Where Does Canadian Health Care Fall With Health Care and Other OECD Countries?
Many countries have universal health care but not all of them are run the same way. Each year, the Fraser Institute monitors activity with the Canadian health care system tracking wait times and efficiency. Canada, overall, spends more on health care than the majority of other high income countries with universal health care systems. It ranks the second highest for expenditure on health care as a percentage of GDP and 8th highest for health care per capita.
Seeing the numbers for what they are can be incredibly disappointing. The most recent study calculated a ‘value for money approach’ with 28 other high income countries.
The four categories studied were:
- Availability of resources
- Use of resources
- Access to resources
- Quality and clinical performance
Availability of resources
A basic requirement for a properly functioning health-care system is having availability of medical resources. Data suggests that Canada has substantially fewer human and capital medical resources than many peer jurisdictions that spend comparable amounts of money on health care. After adjustment for age, it has significantly fewer physicians, acute-care beds, and psychiatric beds per capita compared to the average of OECD countries included in the study. It ranks close to the average for nurses and ranked eighth for the number of long-term care beds (per 1,000 over the age of 65). While Canada has the third most Gamma cameras (per million population, age-adjusted), it has fewer other medical technologies than the average high-income OECD country with universal health care for which comparable inventory data are available.
Use of resources
Canada’s performance is mixed in terms of use of resources. We ‘perform at higher rates than the average OECD country on under half the indicators examined (for example, cataract surgery and knee replacement), and average to lower rates on the rest. Canada reports the least degree of hospital activity (as measured by rates for curative-care discharges) in the group of countries studied.’
Access to resources
‘Canada ranked last (or close to last) on four indicators of timeliness of care; and ranked seventh (out of ten) on the indicator measuring the percentage of patients who reported that cost was a barrier to access.’
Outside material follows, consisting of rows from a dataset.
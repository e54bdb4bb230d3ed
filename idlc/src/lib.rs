//! Compiler front end for the native/legacy-compatible interface
//! definition language (spec.md §1-§2): lexer and recursive-descent
//! parser for the native dialect, a pure-Rust legacy protobuf2/3
//! importer, a cross-file linker, a post-linking type checker, a
//! back-translator that re-emits legacy-compatible descriptors, and a
//! thin code generator that hands compiled descriptors to external
//! plugins.

pub mod ast;
pub mod backtranslate;
pub mod cli;
pub mod codegen;
pub mod convert;
pub mod driver;
pub mod error;
pub mod lexer;
pub mod linker;
pub mod model;
pub mod parser;
pub mod span;
pub mod typecheck;
pub mod wire;

use error::{IdlcError, Reporter};
use model::Image;
use std::sync::Arc;

/// Runs the whole pipeline end to end: load/convert (parallel),
/// link/check (serial), and returns the linked image plus whatever
/// diagnostics accumulated. Splitting the error from the image lets a
/// caller still inspect partial results after a diagnostics-only
/// failure (spec.md §7: diagnostics don't abort the pipeline by
/// themselves, unlike `IdlcError`).
pub async fn compile(
    entry_files: &[String],
    options: driver::CompileOptions,
) -> Result<(Image, Reporter), IdlcError> {
    let reporter = Arc::new(Reporter::new());
    let mut image = driver::load_and_convert(entry_files, &options, Arc::clone(&reporter)).await?;
    driver::link_and_check(&mut image, &reporter);
    let reporter = Arc::try_unwrap(reporter).unwrap_or_else(|arc| {
        // Still shared by a task that hasn't been joined; this never
        // happens once `load_and_convert` has returned, but fall back
        // to cloning its contents rather than panicking.
        Reporter::new_with(arc.sorted())
    });
    Ok((image, reporter))
}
Quality and clinical performance
‘While Canada does well on five indicators of clinical performance and quality (such as rates of survival for breast, colon, and rectal cancers), its performance on the seven others examined in this study are either no different from the average or in some cases—particularly obstetric traumas and diabetes-related amputations—worse.’
Canadians spend a great deal of money in the way of taxes for their health care. It is also one of the most expensive health care systems in the OECD. Unfortunately, the research found shows that the performance for availability for access to resources is below the average OECD country. The performance for use of resources, quality and clinical performance is mixed.